Le retour du roi du gothique. Alors que son Nosferatu a marqué les esprits, le réalisateur prodige Robert Eggers ne perd pas de temps et s’attaque désormais au mythe du loup-garou avec Werwulf, attendu sur les écrans pour décembre 2026. En s’éloignant radicalement des clichés hollywoodiens, son prochain film s’annonce dantesque.

Il y a des réalisateurs dont le nom seul suffit à créer l’événement. Après les cartons critiques et publics de The WitchThe Lighthouse et The Northman, Robert Eggers s’est imposé comme le maître incontesté de l’immersion historique et de l’horreur pure.

Pour son nouveau long métrage, Werwulf, le cinéaste a décidé de s’ancrer dans l’Angleterre de l’an 1300, une époque charnière et reculée, juste avant l’extermination totale des loups sur l’île britannique. Conçu comme un voyage temporel ultra-réaliste, le film entend balayer la pop-culture pour proposer une plongée terrifiante dans la psyché humaine et la brutalité médiévale.

Un « Reset » total du mythe et une reconstitution obsessionnelle

Interrogé par le magazine Esquire, Robert Eggers a été très clair : Werwulf va réinitialiser tout ce que vous pensez savoir sur les loups-garous. Oubliez les morsures magiques, la peur de la pleine lune ou les balles en argent popularisées par le cinéma américain. Le cinéaste s’est directement inspiré de chroniques médiévales authentiques datant du 13e siècle, à une époque où le mot « loup-garou » servait à désigner l’indicible : des tueurs en série ou des hommes traumatisés commettant des actes d’une inhumanité telle que leurs contemporains les croyaient transformés en bêtes sauvages.

Fidèle à son obsession maladive du détail, Eggers a poussé le curseur du réalisme à un niveau jamais vu à Hollywood :

  • Zéro cliché : le film suit un simple fermier (Aaron Taylor-Johnson) maudit et anonyme (aucun personnage n’a de nom, excepté un chien), vivant dans un monde grotesque, impitoyable, fait de boue, de sang, d’excréments et de pluie. Dixit le réalisateur, ça ne s’invente pas.
  • Une langue oubliée : les dialogues ont été entièrement écrits en moyen anglais (Middle English) avec l’aide de deux professeurs d’Oxford, avant d’être retravaillés par un coach vocal pour rester audibles.
  • Des décors faits main : plutôt que d’utiliser des églises existantes modernisées par le temps, le chef décorateur Craig Lathrop a reconstruit chaque structure et chaque église fortifiée à partir de zéro dans les paysages sauvages du Dartmoor et du Pays de Galles.
Le film sera vraiment très sombre // Source : Focus Features
Le film sera vraiment très sombre // Source : Focus Features

Une esthétique visuelle traumatisante et un casting repoussé à ses limites

Sur le plan technique, Werwulf s’annonce comme un choc esthétique majeur. Le directeur de la photographie Jarin Blaschke a tourné le film sur pellicule 35 mm, en appliquant un traitement orthochromatique inédit en post-production. Ce procédé permet de « détruire » le teint de la peau des acteurs pour leur donner un aspect malade, grunge et profondément usé par la dureté de l’époque. Plus fou encore, l’équipe a réussi à fusionner la structure de grain d’un film en noir et blanc sur une pellicule couleur. Le résultat promet une image texturée, sale, où chaque poil de barbe crasseux et chaque morceau de bouillie médiévale sautera aux yeux du spectateur.

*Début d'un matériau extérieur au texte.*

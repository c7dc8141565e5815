//! # Shopwire Core
//!
//! Domain types, traits, and error definitions for the shopwire conversation
//! orchestrator. Every collaborator (completion service, tool servers, message
//! store) is a trait here; implementations live in their own crates.

pub mod error;
pub mod message;
pub mod persona;
pub mod provider;
pub mod store;
pub mod tool;

// Re-export key types at crate root for ergonomics
pub use error::{Error, ProviderError, Result, StoreError, ToolError};
pub use message::{ConversationId, Message, MessageToolCall, Role};
pub use persona::PersonaSet;
pub use provider::{
    ChunkReceiver, Provider, ProviderRequest, StreamChunk, ToolCallDelta, ToolDefinition, Usage,
};
pub use store::{MessageStore, StoredContent, StoredMessage};
pub use tool::{ToolCall, ToolDescriptor, ToolErrorKind, ToolResult, ToolServer};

Pour porter cette vision viscérale, le casting a dû donner de sa personne. Aaron Taylor-Johnson livre ce qui est déjà décrit comme la performance la plus éprouvante de sa carrière. L’acteur a passé des mois à s’entraîner physiquement (allant jusqu’à étudier le comportement d’un vrai loup en captivité) et a passé une grande partie du tournage nu dans la neige et sous la pluie pour exécuter des scènes de transformation par contorsion d’une intensité extrême. À ses côtés, Lily-Rose Depp incarne sa femme, décrite comme le cœur émotionnel et gracieux du film, tandis que l’immense Willem Dafoe retrouve son réalisateur fétiche pour camper un chasseur de loups impitoyable.